(Posted Oct. 26, 2016)
Editor’s note: Messenger reporter Sandi Latimer participated in Jonathan Alder Local Schools’ recent active shooter drill at the high school. The following is her account of the experience.
By Sandi Latimer, Staff Writer
Gunshots in the hallway at Jonathan Alder High School. The “teacher,” whose classroom door is locked, slides a table across the entrance and yells for “students” to line up against a wall, out of sight of the slim vertical window in the door.
More shots fired. Students stand motionless. There is banging at the door.
“Let me in!” shouts the alleged “shooter.”
The “teacher” tapes paper over the door window so the “shooter” can’t see in.
After what seems an eternity but is actually just five minutes, Madison County Sheriff’s deputies wearing protective gear unlock the door and rush into the classroom.
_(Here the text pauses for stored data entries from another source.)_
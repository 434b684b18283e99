// ABOUTME: Structural validation grammar for optimized user stories.
// ABOUTME: A candidate is valid or it is not; violations are never errors.

/// Literal opening every valid story must start with.
pub const STORY_OPENING: &str = "As a user, I want";

/// Literal header introducing the criteria list.
pub const CRITERIA_HEADER: &str = "Acceptance Criteria:";

/// Bounds on the number of acceptance criteria.
pub const MIN_CRITERIA: usize = 3;
pub const MAX_CRITERIA: usize = 5;

/// Check a candidate story against the output grammar.
///
/// Valid iff:
/// - it begins with the literal `"As a user, I want"`;
/// - `"so that"` occurs before the first line break;
/// - `"Acceptance Criteria:"` occurs exactly once;
/// - the text after the header yields 3 to 5 non-empty lines;
/// - line `i` (1-indexed) begins with `"<i>. "` followed by non-whitespace.
pub fn validate_story(candidate: &str) -> bool {
    if !candidate.starts_with(STORY_OPENING) {
        return false;
    }

    let first_line = candidate.lines().next().unwrap_or("");
    if !first_line.contains("so that") {
        return false;
    }

    if candidate.matches(CRITERIA_HEADER).count() != 1 {
        return false;
    }

    let entries = criteria_lines(candidate);
    if entries.len() < MIN_CRITERIA || entries.len() > MAX_CRITERIA {
        return false;
    }

    entries
        .iter()
        .enumerate()
        .all(|(i, entry)| is_numbered_entry(entry, i + 1))
}

/// Non-empty lines following the criteria header, trimmed. Empty when the
/// header is absent.
pub fn criteria_lines(candidate: &str) -> Vec<&str> {
    match candidate.split_once(CRITERIA_HEADER) {
        Some((_, tail)) => tail
            .lines()
            .map(str::trim)
            .filter(|line| !line.is_empty())
            .collect(),
        None => Vec::new(),
    }
}

fn is_numbered_entry(entry: &str, index: usize) -> bool {
    let prefix = format!("{index}. ");
    entry
        .strip_prefix(&prefix)
        .is_some_and(|rest| !rest.trim().is_empty())
}

#[cfg(test)]
mod tests {
    use super::*;

    const VALID: &str = "As a user, I want to log in securely so that I can access my account.\n\n\
        Acceptance Criteria:\n\
        1. The login form must validate credentials before granting access.\n\
        2. Failed attempts must be tracked and limited.\n\
        3. The user must receive clear feedback on success or failure.";

    #[test]
    fn accepts_conformant_story() {
        assert!(validate_story(VALID));
    }

    #[test]
    fn rejects_wrong_opening() {
        let story = VALID.replace("As a user, I want", "As an admin, I need");
        assert!(!validate_story(&story));
    }

    #[test]
    fn rejects_so_that_after_first_line_break() {
        let story = "As a user, I want to log in.\nso that I can access my account.\n\n\
            Acceptance Criteria:\n1. One thing.\n2. Another thing.\n3. A third thing.";
        assert!(!validate_story(story));
    }

    #[test]
    fn rejects_missing_header() {
        let story = VALID.replace("Acceptance Criteria:", "Criteria:");
        assert!(!validate_story(&story));
    }

    #[test]
    fn rejects_duplicate_header() {
        let story = format!("{VALID}\nAcceptance Criteria:");
        assert!(!validate_story(&story));
    }

    #[test]
    fn rejects_too_few_criteria() {
        let story = "As a user, I want X so that Y.\n\nAcceptance Criteria:\n1. Only one.\n2. Only two.";
        assert!(!validate_story(story));
    }

    #[test]
    fn rejects_too_many_criteria() {
        let story = "As a user, I want X so that Y.\n\nAcceptance Criteria:\n\
            1. a\n2. b\n3. c\n4. d\n5. e\n6. f";
        assert!(!validate_story(story));
    }

    #[test]
    fn rejects_misnumbered_criteria() {
        let story = "As a user, I want X so that Y.\n\nAcceptance Criteria:\n\
            1. First.\n3. Skipped two.\n4. Fourth.";
        assert!(!validate_story(story));
    }

    #[test]
    fn rejects_numbered_entry_without_content() {
        let story = "As a user, I want X so that Y.\n\nAcceptance Criteria:\n\
            1. First.\n2.  \n3. Third.";
        assert!(!validate_story(story));
    }

    #[test]
    fn five_criteria_is_accepted() {
        let story = "As a user, I want X so that Y.\n\nAcceptance Criteria:\n\
            1. a\n2. b\n3. c\n4. d\n5. e";
        assert!(validate_story(story));
    }

    #[test]
    fn blank_lines_between_criteria_are_ignored() {
        let story = "As a user, I want X so that Y.\n\nAcceptance Criteria:\n\
            1. a\n\n2. b\n\n3. c";
        assert!(validate_story(story));
    }

    #[test]
    fn criteria_lines_empty_without_header() {
        assert!(criteria_lines("no header here").is_empty());
    }
}
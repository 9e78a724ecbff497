//! Elements the controller needs on the host page.
//!
//! The host page provides a single mount point, `#calculator-root`; without it
//! the application is not started at all. The controls inside it are checked
//! once after the first render. A missing element is a configuration error:
//! it is logged and nothing is wired.

use crate::error::CalculatorError;

#[derive(Debug, Clone, Copy, PartialEq, Eq)]
pub enum RequiredElement {
    FormulaSelect,
    InputsContainer,
    ResultArea,
    ResultDisplay,
    UnitDisplay,
    SubmitButton,
}

impl RequiredElement {
    pub const ALL: [RequiredElement; 6] = [
        RequiredElement::FormulaSelect,
        RequiredElement::InputsContainer,
        RequiredElement::ResultArea,
        RequiredElement::ResultDisplay,
        RequiredElement::UnitDisplay,
        RequiredElement::SubmitButton,
    ];

    /// DOM id of the element.
    pub fn id(self) -> &'static str {
        match self {
            RequiredElement::FormulaSelect => "formula-select",
            RequiredElement::InputsContainer => "inputs-container",
            RequiredElement::ResultArea => "result-area",
            RequiredElement::ResultDisplay => "result-display",
            RequiredElement::UnitDisplay => "unit-display",
            RequiredElement::SubmitButton => "calculate-button",
        }
    }
}

/// Id of the host-page element the calculator mounts into.
pub const HOST_ROOT: &str = "calculator-root";

/// Resolves the mount point through `find`.
pub fn host_root<T>(find: impl FnOnce(&str) -> Option<T>) -> Result<T, CalculatorError> {
    find(HOST_ROOT).ok_or(CalculatorError::MissingElement(HOST_ROOT))
}

/// Returns the first element for which `is_present` is false.
pub fn verify(is_present: impl Fn(&str) -> bool) -> Result<(), CalculatorError> {
    match RequiredElement::ALL
        .iter()
        .find(|element| !is_present(element.id()))
    {
        Some(element) => Err(CalculatorError::MissingElement(element.id())),
        None => Ok(()),
    }
}
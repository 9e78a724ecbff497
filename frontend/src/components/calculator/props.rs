//! Defines the properties for the `CalculatorComponent`.

use common::CALCULATE_PATH;
use yew::prelude::*;

/// Properties for the `CalculatorComponent`.
#[derive(Properties, PartialEq, Clone)]
pub struct CalculatorProps {
    /// URL the calculation request is posted to. Defaults to `/calculate` on
    /// the serving origin.
    #[prop_or_else(default_endpoint)]
    pub endpoint: AttrValue,
}

fn default_endpoint() -> AttrValue {
    AttrValue::from(CALCULATE_PATH)
}
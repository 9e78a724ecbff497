use thiserror::Error;

/// Broad class of a failure, deciding where it is reported.
#[derive(Debug, Clone, Copy, PartialEq, Eq)]
pub enum ErrorKind {
    /// The host page lacks a required element. Fatal, operator console only.
    Configuration,
    /// Recoverable locally; no request was sent.
    UserInput,
    /// The exchange with the calculation service did not complete.
    Transport,
    /// The service answered with an `error` payload.
    Domain,
}

#[derive(Debug, Clone, PartialEq, Eq, Error)]
pub enum CalculatorError {
    #[error("required page element `#{0}` is missing")]
    MissingElement(&'static str),

    #[error("no formula selected")]
    NoFormulaSelected,

    #[error("missing values for: {}", .missing.join(", "))]
    IncompleteInputs { missing: Vec<String> },

    #[error("transport failure: {0}")]
    Transport(String),

    /// A body arrived but was neither a result nor an `error` payload.
    #[error("unexpected response: {0}")]
    UnexpectedResponse(String),

    #[error("{0}")]
    Domain(String),
}

impl CalculatorError {
    pub fn kind(&self) -> ErrorKind {
        match self {
            CalculatorError::MissingElement(_) => ErrorKind::Configuration,
            CalculatorError::NoFormulaSelected | CalculatorError::IncompleteInputs { .. } => {
                ErrorKind::UserInput
            }
            CalculatorError::Transport(_) | CalculatorError::UnexpectedResponse(_) => {
                ErrorKind::Transport
            }
            CalculatorError::Domain(_) => ErrorKind::Domain,
        }
    }

    /// Message shown to the user. Domain errors carry the service's text
    /// verbatim.
    pub fn notice(&self) -> String {
        match self {
            CalculatorError::MissingElement(id) => {
                format!("The page is missing the `{}` element.", id)
            }
            CalculatorError::NoFormulaSelected => "Please select a formula.".to_string(),
            CalculatorError::IncompleteInputs { .. } => "Please fill in all fields.".to_string(),
            CalculatorError::Transport(_) => {
                "Could not reach the calculation service. Check your connection and try again."
                    .to_string()
            }
            CalculatorError::UnexpectedResponse(_) => {
                "The calculation service sent an unexpected response.".to_string()
            }
            CalculatorError::Domain(message) => format!("Error: {}", message),
        }
    }
}
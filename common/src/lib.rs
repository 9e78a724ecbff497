//! Shared model and browser-independent logic for the agronomic formula
//! calculator.
//!
//! The `frontend` crate renders what lives here; nothing in this crate touches
//! the DOM or the network directly, so every behavior can be exercised from
//! plain unit tests.

pub mod client;
pub mod error;
pub mod form;
pub mod model;
pub mod page;
pub mod registry;
pub mod requests;
pub mod responses;

pub use client::CalculationClient;
pub use error::{CalculatorError, ErrorKind};
pub use form::{FormController, RenderedField, ResultPanel};
pub use model::field::FieldDescriptor;
pub use model::formula::{FormulaCategory, FormulaSchema};
pub use registry::FormulaRegistry;
pub use requests::{CalculationRequest, InputValues, CALCULATE_PATH};
pub use responses::{CalculationResponse, ResultValue};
“Hands up!” they shout, aiming their weapons at the “students.” They ask, “Everyone O.K.?”
I stand on the fringe of about 20 others in the room of English teacher Jennifer Danner as an active shooter drill comes to a close on Oct. 22.
By law, schools must train their staff on what to do if an active shooter shows up on campus. Jonathan Alder held its training on a professional development day. While students had a day off from classes, teachers learned how to keep them safe. Madison-Plains held a similar training on Oct. 17.
The Plain City Police Department, Madison County Sheriff’s Office and State Highway Patrol put on the training at Jonathan Alder.
As I stood motionless, staring at the heavily protected deputies, I recalled the words of Plain City Officer Gary Gilcrist Jr. who, prior to the drill, led a workshop on what to do if an intruder enters the school.
In such cases, he said, teachers should ignore fire alarms (an intruder could set off the alarms to get attention and get people to run into the hallways) and ignore PA announcements (an intruder could commandeer the PA system).
“Only the sheriff’s deputies can free you,” he said, holding up a weapon the officers would be using.
“They are empty. Look for the green string,” he said, pulling on a bright green rope hanging from the barrel of the gun.
This was the first time I’d had a gun pointed in my direction and probably the first time for the others in the room.
“Look for the green string. Look for the green string,” I kept telling myself.
Participating teachers and staff weren’t the only ones who were scared.
“We were as stressed as much as you were,” deputies said in a post-drill debriefing in the hallway.
The “gun” used in the Jonathan Alder drill was a starter pistol used at track meets. It sounded like a cap pistol when fired.
At Madison-Plains, the drill included a gun that shot blanks, said Superintendent Tim Dettwiller.
“What was shocking to me was to hear the gunshots in the hallway,” he said at the Oct. 18 school board meeting.
At Jonathan Alder, Gilcrist gave teachers and staff an overview of school and mass shootings, talking about Columbine, Virginia Tech, San Bernardino, and Sandy Hook, what the shooters did, what the people did rightly and wrongly, and what changes were made afterwards.
He advised school leaders to have an updated emergency plan that could readily be put into effect and notices prepared to be sent to parents in case of emergency situations.
Gilcrist advised teachers to keep their doors locked. Should anything happen, keep the children out of sight and keep them on their feet ready to run, he said.
In real life, students in Danner’s classes learn behind a locked door.
“My first year of teaching was the year of the Columbine shootings,” she said. “My students told me they felt safer with the door locked.”
After lunch, teachers and staff took turns going through drills in second-floor classrooms and going through a tabletop drill. The scenario for the tabletop drill was a possible child abduction by a non-custodial, belligerent parent.